We expect to fund our short-term liquidity requirements, including operating expenses, recurring capital expenditures, dividends to stockholders, distributions to holders of Operating Partnership units and interest on our outstanding indebtedness, out of our operating cash flow, cash on hand and borrowings under our lines of credit. In addition, we are pursuing additional term loans secured by unencumbered stores.

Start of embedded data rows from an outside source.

//! Inventory store for per-event, per-tier ticket counters.
//!
//! The only mutation path for stock is [`InventoryService::conditionally_decrement`]:
//! a single conditional UPDATE, never a read followed by a write.

use sea_orm::sea_query::Expr;
use sea_orm::{ColumnTrait, DatabaseConnection, EntityTrait, QueryFilter, QueryOrder};
use std::sync::Arc;
use tracing::{info, instrument, warn};
use uuid::Uuid;

use crate::entities::ticket_type::{self, Entity as TicketTypeEntity, TicketKind};
use crate::errors::ServiceError;

/// Service owning the `ticket_types` inventory counters.
#[derive(Clone)]
pub struct InventoryService {
    db: Arc<DatabaseConnection>,
}

impl InventoryService {
    pub fn new(db: Arc<DatabaseConnection>) -> Self {
        Self { db }
    }

    /// Atomically moves `amount` units from `quantity_available` to
    /// `quantity_sold`, conditioned on `quantity_available >= amount` at
    /// the moment of the update. Returns whether the update applied.
    ///
    /// Issued as one statement so that concurrent commits for different
    /// transactions racing on the same counter cannot oversell.
    #[instrument(skip(self))]
    pub async fn conditionally_decrement(
        &self,
        event_id: Uuid,
        kind: TicketKind,
        amount: i32,
    ) -> Result<bool, ServiceError> {
        if amount <= 0 {
            return Err(ServiceError::ValidationError(
                "decrement amount must be positive".to_string(),
            ));
        }

        let result = TicketTypeEntity::update_many()
            .col_expr(
                ticket_type::Column::QuantityAvailable,
                Expr::col(ticket_type::Column::QuantityAvailable).sub(amount),
            )
            .col_expr(
                ticket_type::Column::QuantitySold,
                Expr::col(ticket_type::Column::QuantitySold).add(amount),
            )
            .filter(ticket_type::Column::EventId.eq(event_id))
            .filter(ticket_type::Column::Kind.eq(kind.as_str()))
            .filter(ticket_type::Column::QuantityAvailable.gte(amount))
            .exec(&*self.db)
            .await?;

        let applied = result.rows_affected == 1;
        if applied {
            info!(%event_id, kind = kind.as_str(), amount, "Inventory committed");
        } else {
            warn!(%event_id, kind = kind.as_str(), amount, "Conditional decrement rejected");
        }

        Ok(applied)
    }

    /// Administrative correction: adds stock back onto a tier. The one
    /// sanctioned way `quantity_available + quantity_sold` may change over
    /// an event's lifetime.
    #[instrument(skip(self))]
    pub async fn restock(
        &self,
        event_id: Uuid,
        kind: TicketKind,
        additional: i32,
    ) -> Result<ticket_type::Model, ServiceError> {
        if additional <= 0 {
            return Err(ServiceError::ValidationError(
                "restock amount must be positive".to_string(),
            ));
        }

        let result = TicketTypeEntity::update_many()
            .col_expr(
                ticket_type::Column::QuantityAvailable,
                Expr::col(ticket_type::Column::QuantityAvailable).add(additional),
            )
            .filter(ticket_type::Column::EventId.eq(event_id))
            .filter(ticket_type::Column::Kind.eq(kind.as_str()))
            .exec(&*self.db)
            .await?;

        if result.rows_affected == 0 {
            return Err(ServiceError::NotFound(format!(
                "no {} tickets for event {}",
                kind, event_id
            )));
        }

        info!(%event_id, kind = kind.as_str(), additional, "Inventory restocked");

        self.ticket_type(event_id, kind).await?.ok_or_else(|| {
            ServiceError::InternalError("ticket type disappeared during restock".to_string())
        })
    }

    /// Reads one tier's counters. Advisory only — the binding check is the
    /// conditional decrement.
    #[instrument(skip(self))]
    pub async fn ticket_type(
        &self,
        event_id: Uuid,
        kind: TicketKind,
    ) -> Result<Option<ticket_type::Model>, ServiceError> {
        let row = TicketTypeEntity::find()
            .filter(ticket_type::Column::EventId.eq(event_id))
            .filter(ticket_type::Column::Kind.eq(kind.as_str()))
            .one(&*self.db)
            .await?;

        Ok(row)
    }

    /// All tiers for an event, in catalog order.
    #[instrument(skip(self))]
    pub async fn availability(
        &self,
        event_id: Uuid,
    ) -> Result<Vec<ticket_type::Model>, ServiceError> {
        let rows = TicketTypeEntity::find()
            .filter(ticket_type::Column::EventId.eq(event_id))
            .order_by_asc(ticket_type::Column::CreatedAt)
            .all(&*self.db)
            .await?;

        Ok(rows)
    }
}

Our liquidity needs consist primarily of cash distributions to stockholders, store acquisitions, principal payments under our borrowings and non-recurring capital expenditures. We may from time to time seek to repurchase our outstanding debt, shares of common stock or other securities in open market purchases, privately negotiated transactions or otherwise. Such repurchases, if any, will depend on prevailing market conditions, our liquidity requirements, contractual restrictions and other factors. In addition, we evaluate, on an ongoing basis, the merits of strategic acquisitions and other relationships, which may require us to raise additional funds. We do not expect that our operating cash flow or cash balances will be sufficient to fund our liquidity needs and instead expect to fund such needs out of additional borrowings of secured or unsecured indebtedness, joint ventures with third parties, and from the proceeds of public and private offerings of equity and debt. Additional capital may not be available on terms favorable to us or at all. Any additional issuance of equity or equity-linked securities may result in dilution to our stockholders. In addition, any new securities we issue could have rights, preferences and privileges senior to holders of our common stock. We may also use Operating Partnership units as currency to fund acquisitions from self-storage owners who desire tax-deferral in their exiting transactions.

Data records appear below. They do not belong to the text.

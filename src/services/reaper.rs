//! Background reaper for abandoned reservations.
//!
//! Abandoned reservations hold no stock, so this task is ledger hygiene
//! only — never a correctness mechanism.

use std::sync::Arc;
use std::time::Duration;
use tokio::task::JoinHandle;
use tracing::{info, warn};

use crate::services::ledger::ReservationLedger;

/// Spawns the reaper loop: every `interval`, delete `pending` ledger rows
/// older than `ttl`.
pub fn start_reaper(
    ledger: Arc<ReservationLedger>,
    ttl: Duration,
    interval: Duration,
) -> JoinHandle<()> {
    tokio::spawn(async move {
        let mut ticker = tokio::time::interval(interval);
        ticker.set_missed_tick_behavior(tokio::time::MissedTickBehavior::Delay);

        info!(
            ttl_secs = ttl.as_secs(),
            interval_secs = interval.as_secs(),
            "Reservation reaper started"
        );

        loop {
            ticker.tick().await;
            match ledger.delete_stale_pending(ttl).await {
                Ok(0) => {}
                Ok(deleted) => info!(deleted, "Reaped stale pending reservations"),
                Err(e) => warn!("Reservation reaper sweep failed: {}", e),
            }
        }
    })
}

OFF-BALANCE SHEET ARRANGEMENTS

Except as disclosed in the notes to our consolidated financial statements of our most recently filed Annual Report on Form 10-K, we do not currently have any relationships with unconsolidated entities or financial partnerships, such as entities often referred to as structured finance or special purposes entities, which typically are established for the purpose of facilitating off-balance sheet arrangements or other contractually narrow or limited purposes. Further, except as disclosed in the notes to our condensed consolidated financial statements, we have not guaranteed any obligations of unconsolidated entities, nor do we have any commitments or intent to provide funding to any such entities. Accordingly, we are not materially exposed to any financing, liquidity, market or credit risk that could arise if we had engaged in these relationships.

FINANCING STRATEGY

We will continue to employ leverage in our capital structure in amounts reviewed from time to time by our board of directors. Although our board of directors has not adopted a policy that limits the total amount of indebtedness that we may incur, we will consider a number of factors in evaluating our level of indebtedness from time to time, as well as the amount of such indebtedness that will be either fixed- or variable-rate. In making financing decisions, we will consider factors including but not limited to:
 
the interest rate of the proposed financing;
the extent to which the financing impacts flexibility in managing our stores;
prepayment penalties and restrictions on refinancing;
the purchase price of stores acquired with debt financing;
long-term objectives with respect to the financing;
target investment returns;
the ability of particular stores, and our company as a whole, to generate cash flow sufficient to cover expected debt service payments;
overall level of consolidated indebtedness;
timing of debt and lease maturities;
provisions that require recourse and cross-collateralization;
corporate credit ratios including debt service coverage, debt to total capitalization and debt to undepreciated assets; and
the overall ratio of fixed- and variable-rate debt.

43




Our indebtedness may be recourse, non-recourse or cross-collateralized. If the indebtedness is non-recourse, the collateral will be limited to the particular stores to which the indebtedness relates. In addition, we may invest in stores subject to existing loans collateralized by mortgages or similar liens on our stores, or we may refinance stores acquired on a leveraged basis. We may use the proceeds from any borrowings to refinance existing indebtedness, to refinance investments, including the redevelopment of existing stores, for general working capital or to purchase additional interests in partnerships or joint ventures or for other purposes when we believe it is advisable.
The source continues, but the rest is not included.